In 1991, Cynthia Herdrich, after feeling an unusual pain in her stomach, was examined by Lori Pegram, a physician affiliated with Carle Clinic Association, P. C., Health Alliance Medical Plans, Inc., and Carle Health Insurance Management Co., Inc. (hereafter Carle). Carle functions as a health maintenance organization (HMO) organized for profit. Pegram then required Herdrich to wait eight days for an ultrasound of her inflamed abdomen, which was to be performed at a facility staffed by Carle more than 50 miles away from Herdrich. During that period, Herdrich's appendix ruptured. Herdrich sued Carle, including Pegram, in State court for medical malpractice and two counts of fraud. Carle and Pegram, under the 1974 Employee Retirement Income Security Act (ERISA), removed the case to federal court. Ultimately, Herdrich was only able to pursue one fraud count, which was amended to allege that Carle's HMO organization provisions rewarding its physician owners for limiting medical care, entailed an inherent or anticipatory breach of an ERISA fiduciary duty, because the terms create an incentive to make decisions in the physicians' self-interest, rather than the plan participants' exclusive interests. The District Court granted Carle's motion to dismiss on the ground that Carle was not acting as an ERISA fiduciary. The Court of Appeals reversed the dismissal.

Question 

Are treatment decisions made by a health maintenance organization, acting through its physician employees, fiduciary acts within the meaning of the Employee Retirement Income Security Act of 1974?

Conclusion 
Decision: 9 votes for Pegram, 0 vote(s) against
Legal provision: Employee Retirement Income Security

No.

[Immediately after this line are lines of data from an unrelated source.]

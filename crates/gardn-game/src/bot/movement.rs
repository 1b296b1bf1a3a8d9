//! Steering primitives: orbit engagement, straight seeking, zone relocation,
//! idle march and threat-aware wandering.
//!
//! Every primitive returns a [`Steering`] instead of writing to the entity;
//! the arbiter commits exactly one per tick.

use std::f32::consts::{PI, SQRT_2, TAU};

use glam::Vec2;
use rand::Rng;

use crate::components::InputFlags;
use crate::content::{score_to_level, ZoneTable};

use super::config::BotConfig;

/// Stand-off distance beyond the bot's own radius when orbiting a target.
pub const ENGAGE_STANDOFF: f32 = 100.0;
/// Half width of the orbit band around the stand-off distance.
pub const ENGAGE_BAND: f32 = 25.0;
/// Fraction of full acceleration used while strafing around a target.
pub const ORBIT_STRAFE_FACTOR: f32 = 0.8;
/// Fraction of full acceleration used by idle movement.
pub const IDLE_SPEED_FACTOR: f32 = 0.6;

/// Repulsion weight inside the inner threat radius.
const INNER_REPULSION: f32 = 2.0;
/// Peak repulsion weight at the inner edge of the outer ring.
const OUTER_REPULSION: f32 = 0.75;

/// One committed movement outcome.
#[derive(Debug, Clone, Copy, PartialEq)]
pub struct Steering {
    pub acceleration: Vec2,
    /// Movement-facing angle in radians.
    pub angle: f32,
    pub input: InputFlags,
}

/// Angle of `v` in radians, 0 along +x.
pub fn heading_of(v: Vec2) -> f32 {
    v.y.atan2(v.x)
}

/// Step `current` toward `target` by at most `max_step` radians along the
/// shorter arc.
pub fn approach_angle(current: f32, target: f32, max_step: f32) -> f32 {
    let mut diff = (target - current) % TAU;
    if diff > PI {
        diff -= TAU;
    } else if diff < -PI {
        diff += TAU;
    }
    current + diff.clamp(-max_step, max_step)
}

fn along(v: Vec2, magnitude: f32) -> Vec2 {
    v.normalize_or_zero() * magnitude
}

/// Orbit `target` at the stand-off distance with the attack flag held.
///
/// Outside the band the bot closes in or backs off at full acceleration;
/// inside it the bot strafes, clockwise or counter-clockwise depending on
/// the parity of its runtime id.
pub fn engage(
    me: Vec2,
    radius: f32,
    runtime_id: u64,
    target: Vec2,
    acceleration: f32,
    rng: &mut impl Rng,
) -> Steering {
    let delta = target - me;
    let dist = delta.length();

    let accel = if dist == 0.0 {
        Vec2::from_angle(rng.gen_range(0.0..TAU)) * acceleration
    } else {
        let desired = radius + ENGAGE_STANDOFF;
        let dir = delta / dist;
        if dist > desired + ENGAGE_BAND {
            dir * acceleration
        } else if dist < desired - ENGAGE_BAND {
            -dir * acceleration
        } else {
            let orbit_sign = if runtime_id % 2 == 0 { 1.0 } else { -1.0 };
            dir.perp() * (acceleration * ORBIT_STRAFE_FACTOR * orbit_sign)
        }
    };

    Steering {
        acceleration: accel,
        angle: heading_of(accel),
        input: InputFlags::ATTACKING,
    }
}

/// Head straight for `target` at full acceleration.
pub fn seek(me: Vec2, target: Vec2, acceleration: f32, input: InputFlags) -> Steering {
    let accel = along(target - me, acceleration);
    Steering {
        acceleration: accel,
        angle: heading_of(accel),
        input,
    }
}

/// Constant rightward march with no input held.
pub fn idle_march(acceleration: f32) -> Steering {
    Steering {
        acceleration: Vec2::X * (acceleration * IDLE_SPEED_FACTOR),
        angle: 0.0,
        input: InputFlags::empty(),
    }
}

/// Centroid of the zone a bot at `position` with `score` should move to, or
/// `None` if its current zone is already hard enough.
pub fn relocation_target(position: Vec2, score: u32, zones: &ZoneTable) -> Option<Vec2> {
    let desired = zones.difficulty_at_level(score_to_level(score));
    let current = zones.zone_at(position)?;
    if current.difficulty >= desired {
        return None;
    }
    zones.suitable_zone(desired).map(|z| z.center())
}

/// Whether to relocate this tick. Certain once the overlevel timer passes
/// half the deadline, otherwise a 20% chance.
pub fn relocation_roll(overlevel_timer: f32, deadline: f32, rng: &mut impl Rng) -> bool {
    let eager = if overlevel_timer > 0.5 * deadline {
        1.0
    } else {
        0.2
    };
    rng.gen::<f32>() < eager
}

/// Head for a relocation point with the attack flag cleared.
pub fn relocate(me: Vec2, destination: Vec2, acceleration: f32) -> Steering {
    seek(me, destination, acceleration, InputFlags::empty())
}

/// Everything the wander controller reads.
#[derive(Debug, Clone, Copy)]
pub struct WanderInput {
    pub position: Vec2,
    pub facing: f32,
    pub runtime_id: u64,
    pub lifetime: u64,
    /// Position of the nearest hostile within the outer threat radius.
    pub threat: Option<Vec2>,
}

/// Desired heading before turn-rate limiting.
///
/// Two sinusoids at incommensurate frequencies give a smooth pseudo-random
/// heading that depends only on the runtime id and lifetime.
pub fn wander_heading(input: &WanderInput, config: &BotConfig) -> f32 {
    let t = input.lifetime as f32 / config.tps.max(1) as f32;
    let seed = (input.runtime_id % 4096) as f32;
    let phase_a = seed * 0.618_034;
    let phase_b = seed * 1.324_718;
    let noise = 1.3 * (0.37 * t + phase_a).sin() + 0.9 * (0.37 * SQRT_2 * t + phase_b).sin();

    let mut desired = Vec2::from_angle(noise) + Vec2::X * config.wander_bias;

    if let Some(threat) = input.threat {
        let away = input.position - threat;
        let d = away.length();
        let inner = config.threat_inner_radius;
        let outer = config.threat_outer_radius.max(inner);
        let weight = if d < inner {
            INNER_REPULSION
        } else if d < outer && outer > inner {
            OUTER_REPULSION * (outer - d) / (outer - inner)
        } else {
            0.0
        };
        desired += away.normalize_or_zero() * weight;
    }

    if desired.length_squared() < 1e-6 {
        return input.facing;
    }
    heading_of(desired)
}

/// Biased, threat-aware wander at reduced speed. Only the movement-facing
/// angle is produced; orbit state is left to the combat system.
pub fn wander(input: &WanderInput, config: &BotConfig) -> Steering {
    let target = wander_heading(input, config);
    let angle = approach_angle(input.facing, target, config.max_turn_rate);
    Steering {
        acceleration: Vec2::from_angle(angle) * (config.acceleration * IDLE_SPEED_FACTOR),
        angle,
        input: InputFlags::empty(),
    }
}

#[cfg(test)]
mod tests {
    use super::*;
    use crate::content::Content;
    use rand::rngs::StdRng;
    use rand::SeedableRng;

    fn rng() -> StdRng {
        StdRng::seed_from_u64(7)
    }

    #[test]
    fn engage_closes_distance_when_far() {
        let s = engage(Vec2::ZERO, 25.0, 2, Vec2::new(500.0, 0.0), 5.0, &mut rng());
        assert!((s.acceleration - Vec2::new(5.0, 0.0)).length() < 1e-4);
        assert!(s.input.contains(InputFlags::ATTACKING));
        assert!(s.angle.abs() < 1e-4);
    }

    #[test]
    fn engage_backs_off_when_close() {
        let s = engage(Vec2::ZERO, 25.0, 2, Vec2::new(50.0, 0.0), 5.0, &mut rng());
        assert!((s.acceleration - Vec2::new(-5.0, 0.0)).length() < 1e-4);
    }

    #[test]
    fn engage_orbit_direction_follows_id_parity() {
        // desired 125, band [100, 150]
        let even = engage(Vec2::ZERO, 25.0, 2, Vec2::new(125.0, 0.0), 5.0, &mut rng());
        let odd = engage(Vec2::ZERO, 25.0, 3, Vec2::new(125.0, 0.0), 5.0, &mut rng());
        assert!((even.acceleration - Vec2::new(0.0, 4.0)).length() < 1e-4);
        assert!((odd.acceleration - Vec2::new(0.0, -4.0)).length() < 1e-4);
    }

    #[test]
    fn engage_on_top_of_target_picks_random_direction() {
        let s = engage(Vec2::ONE, 25.0, 1, Vec2::ONE, 5.0, &mut rng());
        assert!((s.acceleration.length() - 5.0).abs() < 1e-3);
    }

    #[test]
    fn idle_march_goes_right() {
        let s = idle_march(5.0);
        assert_eq!(s.acceleration, Vec2::new(3.0, 0.0));
        assert_eq!(s.angle, 0.0);
        assert!(s.input.is_empty());
    }

    #[test]
    fn relocation_only_when_underlevelled_zone() {
        let c = Content::builtin();
        assert_eq!(relocation_target(Vec2::new(100.0, 100.0), 0, &c.zones), None);
        // level 30 -> difficulty 2 -> Ant Hell centroid
        let dest = relocation_target(Vec2::new(100.0, 100.0), 8410, &c.zones);
        assert_eq!(dest, Some(Vec2::new(10000.0, 1000.0)));
        // already in a harder zone than needed
        assert_eq!(relocation_target(Vec2::new(13000.0, 100.0), 8410, &c.zones), None);
    }

    #[test]
    fn relocate_clears_input() {
        let s = relocate(Vec2::ZERO, Vec2::new(0.0, 10.0), 5.0);
        assert!(s.input.is_empty());
        assert!((s.acceleration - Vec2::new(0.0, 5.0)).length() < 1e-4);
    }

    #[test]
    fn relocation_eagerness() {
        let mut r = rng();
        assert!((0..100).all(|_| relocation_roll(150.0, 200.0, &mut r)));
        let hits = (0..2000).filter(|_| relocation_roll(0.0, 200.0, &mut r)).count();
        assert!((200..600).contains(&hits), "hits = {hits}");
    }

    #[test]
    fn approach_angle_takes_short_arc() {
        assert!((approach_angle(0.0, 0.05, 0.12) - 0.05).abs() < 1e-6);
        assert!((approach_angle(0.0, 1.0, 0.12) - 0.12).abs() < 1e-6);
        // from just below +pi to just above -pi is a small positive step
        let a = approach_angle(3.1, -3.1, 0.12);
        assert!(a > 3.1 && a <= 3.1 + 0.12 + 1e-6);
    }

    fn input(lifetime: u64) -> WanderInput {
        WanderInput {
            position: Vec2::new(1000.0, 1000.0),
            facing: 0.0,
            runtime_id: 42,
            lifetime,
            threat: None,
        }
    }

    #[test]
    fn wander_is_deterministic_and_turn_limited() {
        let cfg = BotConfig::default();
        let a = wander(&input(500), &cfg);
        let b = wander(&input(500), &cfg);
        assert_eq!(a, b);
        assert!(a.angle.abs() <= cfg.max_turn_rate + 1e-6);
        assert!((a.acceleration.length() - cfg.acceleration * IDLE_SPEED_FACTOR).abs() < 1e-4);
        assert!(a.input.is_empty());
    }

    #[test]
    fn wander_heading_is_smooth_over_time() {
        let cfg = BotConfig::default();
        let mut prev = Vec2::from_angle(wander_heading(&input(0), &cfg));
        for t in 1..400 {
            let cur = Vec2::from_angle(wander_heading(&input(t), &cfg));
            let step = prev.perp_dot(cur).atan2(prev.dot(cur));
            assert!(step.abs() < 0.2, "jump at tick {t}");
            prev = cur;
        }
    }

    #[test]
    fn wander_pushes_away_from_close_threat() {
        let cfg = BotConfig::default();
        let mut inp = input(123);
        inp.threat = Some(inp.position + Vec2::new(50.0, 0.0));
        let h = wander_heading(&inp, &cfg);
        assert!(h.cos() < 0.0, "heading {h} should point away from the threat");
    }
}
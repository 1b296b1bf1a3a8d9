//! Tuning knobs for the bot engine, loadable from the `[bots]` config table.

use serde::Deserialize;

use super::scoring::ScoringKind;

#[derive(Debug, Clone, Deserialize)]
#[serde(default)]
pub struct BotConfig {
    /// Simulation ticks per second.
    pub tps: u32,
    /// Full acceleration magnitude applied by movement primitives.
    pub acceleration: f32,
    /// Radius of the mob, player and drop searches.
    pub search_radius: f32,
    /// Radius for opportunistic mob engagement in the default behaviour.
    pub skirmish_radius: f32,
    /// Seconds a damage record keeps an attacker eligible for retaliation.
    pub retaliation_window_secs: f32,
    /// Seconds of overlevel time before items get disabled.
    pub disable_delay_secs: f32,
    /// Seconds between full loadout rebalance passes.
    pub rebalance_secs: f32,
    /// Seconds a thought stays on screen.
    pub thought_secs: f32,
    /// Use the biased wander; when false, bots idle-march right.
    pub wander: bool,
    /// Weight of the rightward bias blended into the wander heading.
    pub wander_bias: f32,
    /// Threats closer than this push hard.
    pub threat_inner_radius: f32,
    /// Threats closer than this push gently.
    pub threat_outer_radius: f32,
    /// Maximum facing change per tick while wandering, in radians.
    pub max_turn_rate: f32,
    pub scoring: ScoringKind,
}

impl Default for BotConfig {
    fn default() -> Self {
        Self {
            tps: 20,
            acceleration: 5.0,
            search_radius: 900.0,
            skirmish_radius: 400.0,
            retaliation_window_secs: 2.0,
            disable_delay_secs: 10.0,
            rebalance_secs: 1.0,
            thought_secs: 3.0,
            wander: true,
            wander_bias: 0.35,
            threat_inner_radius: 150.0,
            threat_outer_radius: 350.0,
            max_turn_rate: 0.12,
            scoring: ScoringKind::default(),
        }
    }
}

impl BotConfig {
    fn secs_to_ticks(&self, secs: f32) -> u64 {
        (secs * self.tps as f32).round().max(0.0) as u64
    }

    /// Overlevel deadline in ticks.
    pub fn overlevel_deadline(&self) -> f32 {
        self.disable_delay_secs * self.tps as f32
    }

    pub fn retaliation_window_ticks(&self) -> u64 {
        self.secs_to_ticks(self.retaliation_window_secs)
    }

    /// Never zero, so it is safe as a modulus.
    pub fn rebalance_interval_ticks(&self) -> u64 {
        self.secs_to_ticks(self.rebalance_secs).max(1)
    }

    pub fn thought_ticks(&self) -> u32 {
        self.secs_to_ticks(self.thought_secs).min(u32::MAX as u64) as u32
    }
}

#[cfg(test)]
mod tests {
    use super::*;

    #[test]
    fn derived_tick_counts() {
        let c = BotConfig::default();
        assert_eq!(c.overlevel_deadline(), 200.0);
        assert_eq!(c.retaliation_window_ticks(), 40);
        assert_eq!(c.rebalance_interval_ticks(), 20);
        assert_eq!(c.thought_ticks(), 60);
    }

    #[test]
    fn rebalance_interval_never_zero() {
        let c = BotConfig {
            rebalance_secs: 0.0,
            ..Default::default()
        };
        assert_eq!(c.rebalance_interval_ticks(), 1);
    }

    #[test]
    fn partial_table_keeps_defaults() {
        let c: BotConfig = toml::from_str(
            r#"
            search_radius = 600.0
            wander = false
            scoring = "composite"
            "#,
        )
        .unwrap();
        assert_eq!(c.search_radius, 600.0);
        assert!(!c.wander);
        assert_eq!(c.scoring, ScoringKind::Composite);
        assert_eq!(c.tps, 20);
    }
}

In a unanimous opinion delivered by Justice David H. Souter, the Court held that mixed treatment and eligibility decisions to delay medical treatment by sending a patient to a HMO owned facility, with adverse consequences, made by a health maintenance organization through its physician, are not fiduciary decisions under ERISA. Thus, Herdrich did not state an ERISA claim. "Herdrich's remedy -- return of profit to the plan for the participants' benefit -- would be nothing less than elimination of the for-profit HMO," wrote Justice Souter for the Court, "no HMO organization could survive without some incentive connecting physician reward with treatment rationing." Justice Souter noted that "the Federal Judiciary would be acting contrary to the congressional policy of allowing HMO organizations if it were to entertain an ERISA fiduciary claim portending wholesale attacks on existing HMOs solely because of their structure."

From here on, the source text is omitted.